┌──

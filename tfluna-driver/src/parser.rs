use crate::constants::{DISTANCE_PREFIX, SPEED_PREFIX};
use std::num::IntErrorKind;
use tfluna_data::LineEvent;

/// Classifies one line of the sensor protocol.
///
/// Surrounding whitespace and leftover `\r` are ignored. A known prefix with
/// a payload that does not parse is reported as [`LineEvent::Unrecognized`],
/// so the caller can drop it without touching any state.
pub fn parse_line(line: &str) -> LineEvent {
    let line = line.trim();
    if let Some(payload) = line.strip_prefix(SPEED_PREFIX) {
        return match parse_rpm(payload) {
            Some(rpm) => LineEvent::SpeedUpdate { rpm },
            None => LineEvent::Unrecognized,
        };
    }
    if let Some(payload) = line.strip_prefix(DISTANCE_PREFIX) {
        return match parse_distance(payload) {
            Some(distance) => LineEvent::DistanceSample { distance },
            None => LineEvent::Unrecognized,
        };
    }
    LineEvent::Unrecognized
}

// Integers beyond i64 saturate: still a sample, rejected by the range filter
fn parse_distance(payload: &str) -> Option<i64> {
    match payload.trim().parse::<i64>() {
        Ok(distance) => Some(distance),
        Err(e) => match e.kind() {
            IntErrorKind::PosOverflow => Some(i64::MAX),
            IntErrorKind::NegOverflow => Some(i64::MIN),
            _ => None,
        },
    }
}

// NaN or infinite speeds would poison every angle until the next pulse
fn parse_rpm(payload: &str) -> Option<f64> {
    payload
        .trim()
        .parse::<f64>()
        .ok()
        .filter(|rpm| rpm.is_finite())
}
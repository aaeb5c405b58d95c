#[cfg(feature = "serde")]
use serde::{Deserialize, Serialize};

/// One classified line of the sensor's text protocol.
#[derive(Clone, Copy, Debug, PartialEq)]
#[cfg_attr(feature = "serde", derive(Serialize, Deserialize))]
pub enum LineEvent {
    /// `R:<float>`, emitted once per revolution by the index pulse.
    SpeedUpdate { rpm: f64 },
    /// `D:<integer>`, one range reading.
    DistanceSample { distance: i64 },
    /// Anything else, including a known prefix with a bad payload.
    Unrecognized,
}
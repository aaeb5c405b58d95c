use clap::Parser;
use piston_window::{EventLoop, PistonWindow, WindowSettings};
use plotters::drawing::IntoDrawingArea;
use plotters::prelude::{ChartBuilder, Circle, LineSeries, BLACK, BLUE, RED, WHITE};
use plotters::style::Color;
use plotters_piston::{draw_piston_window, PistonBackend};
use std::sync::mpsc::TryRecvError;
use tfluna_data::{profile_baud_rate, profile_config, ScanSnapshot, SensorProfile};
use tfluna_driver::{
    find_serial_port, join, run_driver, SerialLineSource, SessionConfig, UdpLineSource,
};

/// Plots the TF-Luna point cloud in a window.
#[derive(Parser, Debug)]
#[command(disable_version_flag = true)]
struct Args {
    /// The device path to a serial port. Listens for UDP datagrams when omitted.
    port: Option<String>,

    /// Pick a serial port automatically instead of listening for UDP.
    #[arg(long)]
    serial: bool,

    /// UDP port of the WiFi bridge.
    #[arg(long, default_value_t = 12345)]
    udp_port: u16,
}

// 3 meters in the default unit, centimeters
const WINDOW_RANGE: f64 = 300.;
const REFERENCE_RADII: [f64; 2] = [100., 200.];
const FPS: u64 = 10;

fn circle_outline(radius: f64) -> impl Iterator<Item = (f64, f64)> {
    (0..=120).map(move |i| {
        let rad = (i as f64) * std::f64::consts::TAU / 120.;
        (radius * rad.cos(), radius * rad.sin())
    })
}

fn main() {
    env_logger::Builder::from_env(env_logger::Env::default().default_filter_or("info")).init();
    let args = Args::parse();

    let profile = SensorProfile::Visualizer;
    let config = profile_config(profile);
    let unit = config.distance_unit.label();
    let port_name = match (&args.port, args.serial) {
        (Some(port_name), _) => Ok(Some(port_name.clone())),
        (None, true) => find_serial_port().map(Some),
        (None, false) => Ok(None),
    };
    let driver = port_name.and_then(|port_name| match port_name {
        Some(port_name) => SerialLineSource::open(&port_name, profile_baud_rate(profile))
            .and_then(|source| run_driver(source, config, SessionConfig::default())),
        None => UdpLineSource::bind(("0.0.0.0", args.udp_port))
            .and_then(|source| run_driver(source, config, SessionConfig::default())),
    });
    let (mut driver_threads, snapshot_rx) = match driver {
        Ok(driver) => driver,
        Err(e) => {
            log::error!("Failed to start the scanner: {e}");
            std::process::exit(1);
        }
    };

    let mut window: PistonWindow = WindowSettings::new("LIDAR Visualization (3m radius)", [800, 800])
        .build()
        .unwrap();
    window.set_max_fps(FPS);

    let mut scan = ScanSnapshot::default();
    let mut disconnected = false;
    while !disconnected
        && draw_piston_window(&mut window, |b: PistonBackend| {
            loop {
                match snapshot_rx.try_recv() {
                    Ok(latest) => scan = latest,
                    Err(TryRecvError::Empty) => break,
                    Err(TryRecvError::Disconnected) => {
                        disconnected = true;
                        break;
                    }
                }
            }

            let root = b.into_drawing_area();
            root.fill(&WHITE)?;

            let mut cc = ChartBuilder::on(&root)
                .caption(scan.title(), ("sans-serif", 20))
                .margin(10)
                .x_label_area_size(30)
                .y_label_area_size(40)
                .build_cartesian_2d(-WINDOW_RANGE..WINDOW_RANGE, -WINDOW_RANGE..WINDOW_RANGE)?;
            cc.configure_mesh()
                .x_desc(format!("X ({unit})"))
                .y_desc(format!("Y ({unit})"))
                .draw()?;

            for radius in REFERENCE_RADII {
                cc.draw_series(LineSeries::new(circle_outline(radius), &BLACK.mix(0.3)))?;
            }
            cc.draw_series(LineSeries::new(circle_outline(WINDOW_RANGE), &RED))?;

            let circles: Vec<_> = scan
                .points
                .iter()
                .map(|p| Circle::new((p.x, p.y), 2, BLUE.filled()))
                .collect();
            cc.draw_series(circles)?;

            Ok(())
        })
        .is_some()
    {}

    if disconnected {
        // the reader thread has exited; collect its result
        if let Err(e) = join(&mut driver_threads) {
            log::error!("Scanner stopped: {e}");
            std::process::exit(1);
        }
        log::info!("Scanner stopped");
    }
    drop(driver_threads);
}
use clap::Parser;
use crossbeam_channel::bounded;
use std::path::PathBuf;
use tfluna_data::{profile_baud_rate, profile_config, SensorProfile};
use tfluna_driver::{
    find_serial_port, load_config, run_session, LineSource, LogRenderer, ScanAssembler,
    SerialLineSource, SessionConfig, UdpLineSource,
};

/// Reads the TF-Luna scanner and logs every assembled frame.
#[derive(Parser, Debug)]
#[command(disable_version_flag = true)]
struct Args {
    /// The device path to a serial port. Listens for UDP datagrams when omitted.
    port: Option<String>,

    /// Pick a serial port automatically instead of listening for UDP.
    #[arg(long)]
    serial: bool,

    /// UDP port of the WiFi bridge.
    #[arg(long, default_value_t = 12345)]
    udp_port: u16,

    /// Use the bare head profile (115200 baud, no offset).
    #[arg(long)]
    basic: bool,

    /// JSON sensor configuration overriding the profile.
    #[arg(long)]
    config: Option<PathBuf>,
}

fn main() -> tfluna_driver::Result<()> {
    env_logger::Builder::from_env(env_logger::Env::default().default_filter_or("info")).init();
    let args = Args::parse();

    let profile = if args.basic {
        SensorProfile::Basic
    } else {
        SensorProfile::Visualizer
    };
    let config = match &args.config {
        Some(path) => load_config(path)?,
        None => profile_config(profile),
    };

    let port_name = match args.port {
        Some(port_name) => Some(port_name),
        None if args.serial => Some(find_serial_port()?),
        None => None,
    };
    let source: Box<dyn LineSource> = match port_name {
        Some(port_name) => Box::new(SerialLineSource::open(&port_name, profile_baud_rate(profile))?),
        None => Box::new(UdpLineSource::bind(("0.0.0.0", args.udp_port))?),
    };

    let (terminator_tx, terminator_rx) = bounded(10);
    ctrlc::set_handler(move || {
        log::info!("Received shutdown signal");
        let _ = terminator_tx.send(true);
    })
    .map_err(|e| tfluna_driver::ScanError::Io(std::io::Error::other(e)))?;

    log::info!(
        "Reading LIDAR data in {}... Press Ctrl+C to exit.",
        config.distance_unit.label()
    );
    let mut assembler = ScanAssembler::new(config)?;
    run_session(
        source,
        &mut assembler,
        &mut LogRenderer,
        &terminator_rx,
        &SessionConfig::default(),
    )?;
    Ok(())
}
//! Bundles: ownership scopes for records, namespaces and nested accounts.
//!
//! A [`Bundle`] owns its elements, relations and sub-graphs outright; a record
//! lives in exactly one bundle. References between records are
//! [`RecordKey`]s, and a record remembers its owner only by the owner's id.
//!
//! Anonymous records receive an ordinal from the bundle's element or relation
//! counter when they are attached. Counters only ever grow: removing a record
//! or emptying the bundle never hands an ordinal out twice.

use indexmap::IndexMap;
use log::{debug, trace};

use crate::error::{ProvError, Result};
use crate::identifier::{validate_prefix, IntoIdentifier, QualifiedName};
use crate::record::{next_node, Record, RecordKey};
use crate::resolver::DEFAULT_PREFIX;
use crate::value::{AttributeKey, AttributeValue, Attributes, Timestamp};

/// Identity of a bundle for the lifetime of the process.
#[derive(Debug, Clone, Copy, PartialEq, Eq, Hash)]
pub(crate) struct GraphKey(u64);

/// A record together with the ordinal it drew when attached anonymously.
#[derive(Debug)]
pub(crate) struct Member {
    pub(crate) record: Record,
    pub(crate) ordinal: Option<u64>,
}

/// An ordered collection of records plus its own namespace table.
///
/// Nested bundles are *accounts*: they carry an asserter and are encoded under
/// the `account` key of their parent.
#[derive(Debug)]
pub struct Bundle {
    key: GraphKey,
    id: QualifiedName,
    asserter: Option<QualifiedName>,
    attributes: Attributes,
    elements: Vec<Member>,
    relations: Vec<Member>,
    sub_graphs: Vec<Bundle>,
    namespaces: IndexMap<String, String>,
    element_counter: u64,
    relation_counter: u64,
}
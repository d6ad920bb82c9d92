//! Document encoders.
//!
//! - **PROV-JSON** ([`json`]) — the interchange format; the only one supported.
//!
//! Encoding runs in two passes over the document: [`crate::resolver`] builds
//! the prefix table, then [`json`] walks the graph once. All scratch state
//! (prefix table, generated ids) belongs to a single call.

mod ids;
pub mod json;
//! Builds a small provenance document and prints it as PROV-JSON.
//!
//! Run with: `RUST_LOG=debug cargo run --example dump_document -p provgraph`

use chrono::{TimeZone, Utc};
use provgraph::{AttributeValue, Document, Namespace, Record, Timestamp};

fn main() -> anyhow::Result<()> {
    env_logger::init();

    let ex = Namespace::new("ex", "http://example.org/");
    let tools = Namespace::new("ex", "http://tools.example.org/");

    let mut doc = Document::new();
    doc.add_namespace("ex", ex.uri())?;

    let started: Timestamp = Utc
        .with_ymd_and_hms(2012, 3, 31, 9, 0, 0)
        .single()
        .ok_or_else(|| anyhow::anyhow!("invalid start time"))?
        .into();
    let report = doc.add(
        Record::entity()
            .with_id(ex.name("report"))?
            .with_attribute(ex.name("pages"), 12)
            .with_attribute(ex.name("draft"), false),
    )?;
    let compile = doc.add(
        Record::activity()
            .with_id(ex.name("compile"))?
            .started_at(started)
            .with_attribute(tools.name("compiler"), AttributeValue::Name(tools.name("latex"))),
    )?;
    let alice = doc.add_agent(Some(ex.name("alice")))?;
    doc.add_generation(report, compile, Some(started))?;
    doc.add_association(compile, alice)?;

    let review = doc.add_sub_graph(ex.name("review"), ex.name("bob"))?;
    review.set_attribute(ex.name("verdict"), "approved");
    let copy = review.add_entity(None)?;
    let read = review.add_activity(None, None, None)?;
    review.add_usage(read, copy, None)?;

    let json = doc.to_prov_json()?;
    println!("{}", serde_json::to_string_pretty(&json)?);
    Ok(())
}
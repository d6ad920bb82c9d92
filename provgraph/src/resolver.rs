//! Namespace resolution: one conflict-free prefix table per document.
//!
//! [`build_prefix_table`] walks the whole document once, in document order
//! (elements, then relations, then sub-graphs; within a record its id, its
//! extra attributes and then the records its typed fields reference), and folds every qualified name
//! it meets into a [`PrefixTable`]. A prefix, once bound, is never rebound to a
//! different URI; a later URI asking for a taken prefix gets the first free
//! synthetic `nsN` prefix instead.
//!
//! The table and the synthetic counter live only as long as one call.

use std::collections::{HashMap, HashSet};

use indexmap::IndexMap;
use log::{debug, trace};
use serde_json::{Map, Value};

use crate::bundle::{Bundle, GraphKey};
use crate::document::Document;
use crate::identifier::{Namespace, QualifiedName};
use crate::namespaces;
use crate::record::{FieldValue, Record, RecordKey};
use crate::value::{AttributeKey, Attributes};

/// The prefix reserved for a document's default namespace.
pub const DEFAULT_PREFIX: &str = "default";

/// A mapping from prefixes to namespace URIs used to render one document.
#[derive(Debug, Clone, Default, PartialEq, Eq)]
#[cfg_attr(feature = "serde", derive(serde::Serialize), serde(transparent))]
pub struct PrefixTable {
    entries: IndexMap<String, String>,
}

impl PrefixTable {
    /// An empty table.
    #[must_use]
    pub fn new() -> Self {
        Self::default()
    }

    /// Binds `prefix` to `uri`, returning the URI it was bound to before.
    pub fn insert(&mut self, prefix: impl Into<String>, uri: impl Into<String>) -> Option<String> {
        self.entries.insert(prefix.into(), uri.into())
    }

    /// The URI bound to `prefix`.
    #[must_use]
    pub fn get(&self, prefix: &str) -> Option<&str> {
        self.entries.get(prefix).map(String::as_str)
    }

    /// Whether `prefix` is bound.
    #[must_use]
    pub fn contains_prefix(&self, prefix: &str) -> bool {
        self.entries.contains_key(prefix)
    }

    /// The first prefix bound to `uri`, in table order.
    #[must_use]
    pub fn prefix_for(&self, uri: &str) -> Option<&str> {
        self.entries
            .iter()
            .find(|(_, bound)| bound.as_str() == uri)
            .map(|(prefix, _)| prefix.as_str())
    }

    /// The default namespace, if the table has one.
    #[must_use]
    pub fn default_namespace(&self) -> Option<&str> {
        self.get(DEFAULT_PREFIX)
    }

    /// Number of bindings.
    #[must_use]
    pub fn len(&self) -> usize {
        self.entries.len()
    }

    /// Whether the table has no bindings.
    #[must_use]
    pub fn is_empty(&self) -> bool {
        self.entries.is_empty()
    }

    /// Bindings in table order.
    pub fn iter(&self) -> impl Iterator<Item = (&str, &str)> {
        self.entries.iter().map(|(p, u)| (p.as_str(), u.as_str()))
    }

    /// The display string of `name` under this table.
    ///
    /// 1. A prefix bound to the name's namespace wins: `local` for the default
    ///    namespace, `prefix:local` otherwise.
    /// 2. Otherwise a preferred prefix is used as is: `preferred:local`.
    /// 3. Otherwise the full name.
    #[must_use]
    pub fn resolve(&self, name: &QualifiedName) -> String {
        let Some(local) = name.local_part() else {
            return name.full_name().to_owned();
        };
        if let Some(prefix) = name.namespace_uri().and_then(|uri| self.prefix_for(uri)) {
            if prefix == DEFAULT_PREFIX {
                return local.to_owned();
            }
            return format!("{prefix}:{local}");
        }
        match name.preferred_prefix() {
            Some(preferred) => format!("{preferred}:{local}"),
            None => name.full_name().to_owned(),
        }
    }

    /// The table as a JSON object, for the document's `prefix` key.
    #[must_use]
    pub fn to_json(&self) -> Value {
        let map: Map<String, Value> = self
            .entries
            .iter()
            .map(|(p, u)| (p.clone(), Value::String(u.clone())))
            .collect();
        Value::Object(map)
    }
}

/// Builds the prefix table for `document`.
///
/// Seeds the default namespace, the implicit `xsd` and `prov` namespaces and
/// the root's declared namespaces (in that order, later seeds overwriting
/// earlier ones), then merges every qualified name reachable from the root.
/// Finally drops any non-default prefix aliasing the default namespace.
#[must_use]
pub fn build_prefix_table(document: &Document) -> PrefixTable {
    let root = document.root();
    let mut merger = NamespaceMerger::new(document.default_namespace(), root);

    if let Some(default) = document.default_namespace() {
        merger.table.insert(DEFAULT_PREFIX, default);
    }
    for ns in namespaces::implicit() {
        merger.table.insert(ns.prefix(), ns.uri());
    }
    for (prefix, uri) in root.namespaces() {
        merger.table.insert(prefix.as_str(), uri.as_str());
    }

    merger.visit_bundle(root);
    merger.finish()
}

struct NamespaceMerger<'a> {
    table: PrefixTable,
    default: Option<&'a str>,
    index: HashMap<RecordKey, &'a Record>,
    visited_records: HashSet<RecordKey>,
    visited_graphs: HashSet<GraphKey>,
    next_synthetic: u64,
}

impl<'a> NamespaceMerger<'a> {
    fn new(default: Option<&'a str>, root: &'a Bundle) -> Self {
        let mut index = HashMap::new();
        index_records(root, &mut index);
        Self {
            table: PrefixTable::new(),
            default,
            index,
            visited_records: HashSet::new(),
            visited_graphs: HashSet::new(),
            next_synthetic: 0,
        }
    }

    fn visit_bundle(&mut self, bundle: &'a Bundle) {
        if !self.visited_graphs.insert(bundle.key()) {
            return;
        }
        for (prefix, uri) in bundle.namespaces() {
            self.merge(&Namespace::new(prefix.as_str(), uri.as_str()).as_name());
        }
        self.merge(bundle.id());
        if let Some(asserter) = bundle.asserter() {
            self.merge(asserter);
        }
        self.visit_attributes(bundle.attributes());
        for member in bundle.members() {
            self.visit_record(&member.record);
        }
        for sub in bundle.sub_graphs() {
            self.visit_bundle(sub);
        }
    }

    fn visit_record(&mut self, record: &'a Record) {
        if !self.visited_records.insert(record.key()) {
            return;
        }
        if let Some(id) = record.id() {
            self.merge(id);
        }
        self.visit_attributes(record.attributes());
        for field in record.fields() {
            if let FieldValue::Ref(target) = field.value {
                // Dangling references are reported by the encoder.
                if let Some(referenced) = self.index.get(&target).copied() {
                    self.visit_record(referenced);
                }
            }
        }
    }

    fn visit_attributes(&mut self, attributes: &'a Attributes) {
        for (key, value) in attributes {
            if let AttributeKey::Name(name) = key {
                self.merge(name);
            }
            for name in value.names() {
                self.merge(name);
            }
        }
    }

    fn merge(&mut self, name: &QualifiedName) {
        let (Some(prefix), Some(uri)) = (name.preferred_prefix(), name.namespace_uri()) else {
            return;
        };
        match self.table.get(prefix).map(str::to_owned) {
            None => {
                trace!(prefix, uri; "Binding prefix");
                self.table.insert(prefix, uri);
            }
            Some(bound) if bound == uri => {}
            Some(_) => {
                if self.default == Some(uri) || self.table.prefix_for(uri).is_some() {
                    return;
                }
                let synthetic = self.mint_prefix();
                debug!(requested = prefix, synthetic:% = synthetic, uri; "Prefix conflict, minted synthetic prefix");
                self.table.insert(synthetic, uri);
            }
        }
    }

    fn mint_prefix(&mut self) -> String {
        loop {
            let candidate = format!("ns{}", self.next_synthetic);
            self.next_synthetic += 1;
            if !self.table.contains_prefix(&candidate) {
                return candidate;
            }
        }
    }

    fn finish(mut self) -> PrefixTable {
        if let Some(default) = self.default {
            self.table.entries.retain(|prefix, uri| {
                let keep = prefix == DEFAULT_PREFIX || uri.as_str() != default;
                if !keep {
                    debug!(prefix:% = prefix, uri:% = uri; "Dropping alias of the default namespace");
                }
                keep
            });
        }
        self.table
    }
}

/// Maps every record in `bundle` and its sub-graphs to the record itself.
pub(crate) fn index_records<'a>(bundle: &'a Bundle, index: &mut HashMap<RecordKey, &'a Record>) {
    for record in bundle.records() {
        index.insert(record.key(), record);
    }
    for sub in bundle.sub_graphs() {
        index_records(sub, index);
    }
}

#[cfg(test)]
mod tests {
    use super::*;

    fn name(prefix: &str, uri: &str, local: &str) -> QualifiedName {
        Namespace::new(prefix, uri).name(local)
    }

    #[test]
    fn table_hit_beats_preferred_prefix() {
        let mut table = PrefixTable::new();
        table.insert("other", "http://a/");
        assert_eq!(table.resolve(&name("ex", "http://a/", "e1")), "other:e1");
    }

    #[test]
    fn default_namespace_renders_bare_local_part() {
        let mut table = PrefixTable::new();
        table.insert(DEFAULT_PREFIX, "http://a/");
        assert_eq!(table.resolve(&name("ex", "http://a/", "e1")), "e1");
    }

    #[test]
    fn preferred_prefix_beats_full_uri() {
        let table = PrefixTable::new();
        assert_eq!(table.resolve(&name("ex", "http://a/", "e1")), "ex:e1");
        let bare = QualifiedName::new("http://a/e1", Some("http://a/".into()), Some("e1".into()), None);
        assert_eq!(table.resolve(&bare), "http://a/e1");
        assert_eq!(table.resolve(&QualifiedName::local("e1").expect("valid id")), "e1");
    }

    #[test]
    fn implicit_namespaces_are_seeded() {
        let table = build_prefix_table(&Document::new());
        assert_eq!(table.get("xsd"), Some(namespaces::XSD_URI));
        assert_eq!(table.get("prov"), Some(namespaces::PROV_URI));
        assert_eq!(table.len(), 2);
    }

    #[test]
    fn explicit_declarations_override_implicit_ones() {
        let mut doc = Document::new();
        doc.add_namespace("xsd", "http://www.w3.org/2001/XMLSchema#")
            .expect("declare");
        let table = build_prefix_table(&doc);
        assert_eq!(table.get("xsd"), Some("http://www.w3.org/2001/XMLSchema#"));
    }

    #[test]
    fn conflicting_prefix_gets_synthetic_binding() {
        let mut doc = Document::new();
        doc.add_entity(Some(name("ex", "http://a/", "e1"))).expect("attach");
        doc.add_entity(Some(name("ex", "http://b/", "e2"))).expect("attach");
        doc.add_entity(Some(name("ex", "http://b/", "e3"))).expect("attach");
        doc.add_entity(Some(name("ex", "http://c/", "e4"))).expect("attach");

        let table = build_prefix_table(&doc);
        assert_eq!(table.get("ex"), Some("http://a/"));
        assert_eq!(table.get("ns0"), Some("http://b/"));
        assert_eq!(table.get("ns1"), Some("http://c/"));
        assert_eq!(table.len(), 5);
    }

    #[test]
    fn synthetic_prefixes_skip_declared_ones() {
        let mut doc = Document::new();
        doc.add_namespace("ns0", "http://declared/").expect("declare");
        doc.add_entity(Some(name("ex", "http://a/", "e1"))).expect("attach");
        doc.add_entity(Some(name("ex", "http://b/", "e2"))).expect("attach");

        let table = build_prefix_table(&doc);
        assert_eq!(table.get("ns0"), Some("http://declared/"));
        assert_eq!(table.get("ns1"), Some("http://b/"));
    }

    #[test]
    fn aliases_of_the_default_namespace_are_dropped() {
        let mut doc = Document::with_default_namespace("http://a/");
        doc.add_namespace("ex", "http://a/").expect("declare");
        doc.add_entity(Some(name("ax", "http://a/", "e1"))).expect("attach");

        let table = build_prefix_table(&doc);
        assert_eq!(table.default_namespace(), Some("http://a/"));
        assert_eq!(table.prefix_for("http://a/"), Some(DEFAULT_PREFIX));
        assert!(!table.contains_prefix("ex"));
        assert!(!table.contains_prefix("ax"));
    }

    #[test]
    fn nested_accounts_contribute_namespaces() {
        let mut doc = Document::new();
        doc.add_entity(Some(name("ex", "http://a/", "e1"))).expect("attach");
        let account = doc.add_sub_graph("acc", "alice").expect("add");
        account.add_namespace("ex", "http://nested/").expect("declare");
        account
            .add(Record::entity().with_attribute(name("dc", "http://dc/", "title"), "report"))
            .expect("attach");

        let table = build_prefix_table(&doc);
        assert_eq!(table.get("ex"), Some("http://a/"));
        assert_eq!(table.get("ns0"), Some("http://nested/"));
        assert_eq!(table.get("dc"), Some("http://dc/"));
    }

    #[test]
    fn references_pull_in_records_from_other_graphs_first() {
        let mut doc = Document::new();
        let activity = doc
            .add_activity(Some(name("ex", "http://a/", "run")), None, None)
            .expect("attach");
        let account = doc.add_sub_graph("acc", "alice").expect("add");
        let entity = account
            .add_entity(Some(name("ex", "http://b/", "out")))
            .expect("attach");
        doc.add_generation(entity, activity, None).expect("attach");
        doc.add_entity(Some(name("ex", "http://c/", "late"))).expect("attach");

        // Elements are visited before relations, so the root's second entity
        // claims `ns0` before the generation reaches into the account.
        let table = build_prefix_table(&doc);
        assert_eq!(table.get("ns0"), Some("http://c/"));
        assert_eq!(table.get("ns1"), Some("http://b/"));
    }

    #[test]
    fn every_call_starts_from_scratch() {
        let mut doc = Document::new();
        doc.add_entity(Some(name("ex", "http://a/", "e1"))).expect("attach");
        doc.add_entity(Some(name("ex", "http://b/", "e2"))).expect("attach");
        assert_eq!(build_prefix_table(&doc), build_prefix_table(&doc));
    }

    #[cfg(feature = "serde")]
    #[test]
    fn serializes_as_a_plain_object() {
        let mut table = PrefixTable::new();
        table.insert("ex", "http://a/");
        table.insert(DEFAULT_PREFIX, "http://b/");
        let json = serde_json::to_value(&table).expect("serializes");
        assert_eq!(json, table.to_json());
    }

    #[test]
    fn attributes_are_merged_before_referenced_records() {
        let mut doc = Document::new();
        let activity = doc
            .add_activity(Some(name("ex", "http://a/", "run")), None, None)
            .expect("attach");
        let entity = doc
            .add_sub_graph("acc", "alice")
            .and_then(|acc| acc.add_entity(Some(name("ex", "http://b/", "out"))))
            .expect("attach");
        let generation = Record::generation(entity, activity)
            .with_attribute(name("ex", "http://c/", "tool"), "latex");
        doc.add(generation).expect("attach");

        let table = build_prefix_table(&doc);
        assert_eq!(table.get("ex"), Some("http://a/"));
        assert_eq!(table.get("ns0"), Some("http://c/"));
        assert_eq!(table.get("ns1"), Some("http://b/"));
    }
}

└──

▶ **Exercise goal**
All lines carrying the word "Deserialize" must be copied from the data above.

▶ **Response to the task**
use serde::{Deserialize, Serialize};
#[cfg_attr(feature = "serde", derive(Serialize, Deserialize))]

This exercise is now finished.